I've been going out with my girlfriend for 4 months, we've had our issues every now and then, but everything's always been much more solvable than this. She told me that she loved me the other day and the best I was able to respond with was: 'Thanks. I don't love you, but I think I can in the future' or something to that degree.
I know, something an idiot says, but having no real experience in this and not really having thought about it, it was the best I could come up with at the time. Obviously she took it a lot more seriously and it's become a massive issue.
The crux is basically, she can't go out with someone that doesn't love her back, which is perfectly understandable. The main problem is of course I don't know if I love her back, I seriously lack an understanding of what it is to love someone (completely out of tune with my own feelings in this situation), so I have no idea myself, but if I could put money on anything it would be that I will love her in the future.

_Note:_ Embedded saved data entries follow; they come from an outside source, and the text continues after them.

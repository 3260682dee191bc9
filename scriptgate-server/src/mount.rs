//! Registers every discovered command on the router.
//!
//! Per route the request passes the access guard (if a bearer is
//! configured), has its input collected (uploads only for methods other than
//! GET, HEAD and OPTIONS), runs the command, is offered to the extensions in
//! order and is finally translated into a response.

use std::sync::Arc;

use axum::extract::{DefaultBodyLimit, Request};
use axum::handler::Handler;
use axum::http::{Method, StatusCode};
use axum::response::{IntoResponse, Response};
use axum::routing::MethodRouter;
use axum::{middleware, Router};
use scriptgate_api::api::Verb;

use crate::args::CommandFlags;
use crate::config::{ConfigError, ServerConfig};
use crate::discovery::{self, Route};
use crate::guard::{access_guard, AccessGuard};
use crate::process::ProcessRunner;
use crate::request::{self, BODY_LIMIT};
use crate::response::{self, Outcome};

/// What an [`Extension`] can see of a finished execution.
#[derive(Debug)]
pub struct ExecutionContext<'a> {
    pub id: u64,
    pub route: &'a Route,
    pub flags: &'a CommandFlags,
}

/// Hook that runs after every execution, before the response is built.
pub trait Extension: Send + Sync {
    /// Returning a response replaces the default one and skips the
    /// extensions registered after this one.
    fn after_execution(&self, context: &ExecutionContext<'_>, outcome: &Outcome) -> Option<Response>;
}

impl<F> Extension for F
where
    F: Fn(&ExecutionContext<'_>, &Outcome) -> Option<Response> + Send + Sync,
{
    fn after_execution(&self, context: &ExecutionContext<'_>, outcome: &Outcome) -> Option<Response> {
        self(context, outcome)
    }
}

/// Shared by all requests of one route, never mutated.
#[derive(Clone)]
struct RouteState {
    route: Arc<Route>,
    runner: Arc<ProcessRunner>,
    extensions: Arc<[Arc<dyn Extension>]>,
}

/// Scans the commands root and builds the router serving it.
pub fn router(config: &ServerConfig) -> Result<Router, ConfigError> {
    let routes = discovery::discover(&config.path, config.shebang.is_some())?;
    Ok(mount(routes, config))
}

/// Builds the router for already discovered routes.
pub fn mount(routes: Vec<Route>, config: &ServerConfig) -> Router {
    let runner = Arc::new(ProcessRunner::from_config(config));
    let extensions: Arc<[Arc<dyn Extension>]> = config.extensions.clone().into();

    // Files of the same directory share one method router.
    let mut patterns: Vec<(String, Vec<RouteState>)> = Vec::new();
    for route in routes {
        log::info!(route:display = route, target:debug = route.target; "mounting");
        let state = RouteState {
            route: Arc::new(route),
            runner: Arc::clone(&runner),
            extensions: Arc::clone(&extensions),
        };
        match patterns
            .iter_mut()
            .find(|(pattern, _)| *pattern == state.route.url_pattern)
        {
            Some((_, states)) => states.push(state),
            None => patterns.push((state.route.url_pattern.clone(), vec![state])),
        }
    }

    let mut router = Router::new();
    for (pattern, states) in patterns {
        // Methods without a file are missing routes, not 405.
        let method_router = MethodRouter::new().fallback(not_found);
        let method_router = states.into_iter().fold(method_router, |method_router, state| {
            let verb = state.route.verb;
            register(verb, method_router, move |request: Request| execute(state, request))
        });
        router = router.route(&pattern, method_router);
    }
    if let Some(bearer) = &config.bearer {
        router = router.route_layer(middleware::from_fn_with_state(
            AccessGuard::new(bearer.as_str()),
            access_guard,
        ));
    }
    router.fallback(not_found).layer(DefaultBodyLimit::max(BODY_LIMIT))
}

async fn not_found() -> StatusCode {
    StatusCode::NOT_FOUND
}

/// Dispatch table from verb to method router registration.
fn register<H, T>(verb: Verb, method_router: MethodRouter, handler: H) -> MethodRouter
where
    H: Handler<T, ()>,
    T: 'static,
{
    match verb {
        Verb::All => method_router.fallback(handler),
        Verb::Get => method_router.get(handler),
        Verb::Post => method_router.post(handler),
        Verb::Put => method_router.put(handler),
        Verb::Delete => method_router.delete(handler),
        Verb::Head => method_router.head(handler),
        Verb::Options => method_router.options(handler),
    }
}

async fn execute(state: RouteState, request: Request) -> Response {
    let id = fastrand::u64(..);
    let route = &state.route;
    log::info!(id, method = request.method().as_str(), route:display = route; "received request");

    let accept_uploads = ![Method::GET, Method::HEAD, Method::OPTIONS].contains(request.method());
    let (input, uploads) = match request::collect(id, request, accept_uploads).await {
        Ok(collected) => collected,
        Err(e) => {
            log::info!(id, e:display; "rejecting malformed request");
            return e.into_response();
        }
    };

    let flags = CommandFlags::from_request(&input);
    let command_line = state.runner.command_line(&route.target, &flags);
    let outcome = state.runner.run(id, &command_line).await;

    let context = ExecutionContext {
        id,
        route,
        flags: &flags,
    };
    let intercepted = state
        .extensions
        .iter()
        .find_map(|extension| extension.after_execution(&context, &outcome));
    let response = match intercepted {
        Some(response) => {
            log::debug!(id; "response provided by extension");
            response
        }
        None => response::translate(id, outcome).await,
    };

    if let Some(uploads) = uploads {
        uploads.remove().await;
    }
    response
}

She doesn't want to wait to find out thought, it's now in her head that if I don't love her now, it's unlikely that I ever will, is this unreasonable? We've been close and everything's been gradually building up, but it's almost like she's skipped a step somewhere and I don't know what to do.
How can I respond? I don't know myself if I love her or not, but it's like the situation demands that I either tell her that I love her or I just lose her completely. Obviously i'd rather stay with her (we get along, I love spending time with her and we talk pretty much everyday), but if I don't know if I love her, would telling her I love her would be more lies than anything? That wouldn't be a healthy base for a relationship as far as I know!

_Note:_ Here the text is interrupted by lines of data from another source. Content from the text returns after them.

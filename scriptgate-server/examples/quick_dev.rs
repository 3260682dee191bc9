//! Pokes a server started with
//! `cargo run -- --path tests/fixtures/commands --shebang sh --port 8000`.

use serde_json::json;

const URL: &str = "http://localhost:8000";

#[tokio::main(flavor = "current_thread")]
async fn main() -> anyhow::Result<()> {
    let hc = httpc_test::new_client(URL)?;

    hc.do_get("/hello").await?.print().await?;
    hc.do_get("/hello/Jhon").await?.print().await?;
    hc.do_get("/bye").await?.print().await?;

    let response = hc
        .do_post("/echo", json!({ "names": ["a", "b"], "quoted": "Sarah \"Connor\"" }))
        .await?;
    response.print().await?;
    if let Some(output) = response.json_body()?["result"].as_str() {
        println!("Arguments:\n{output}");
    }

    Ok(())
}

The icing is that I know that even if I tell her that I love her, in all likeliness she'd probably try and tell me that I was lying, presuming that I figure out that I actually do love her. I don't want to end up lying, realising I don't love her really and then telling her in like a few months time that I don't love her and crush her, I could never do that to her.
What the hell do I do? What's for the best?
Sorry for the text-wall.
She loves me, do I love her? Watch
- Thread Starter
- 14-12-2010 00:22
- 14-12-2010 00:24
Do you? I don't know.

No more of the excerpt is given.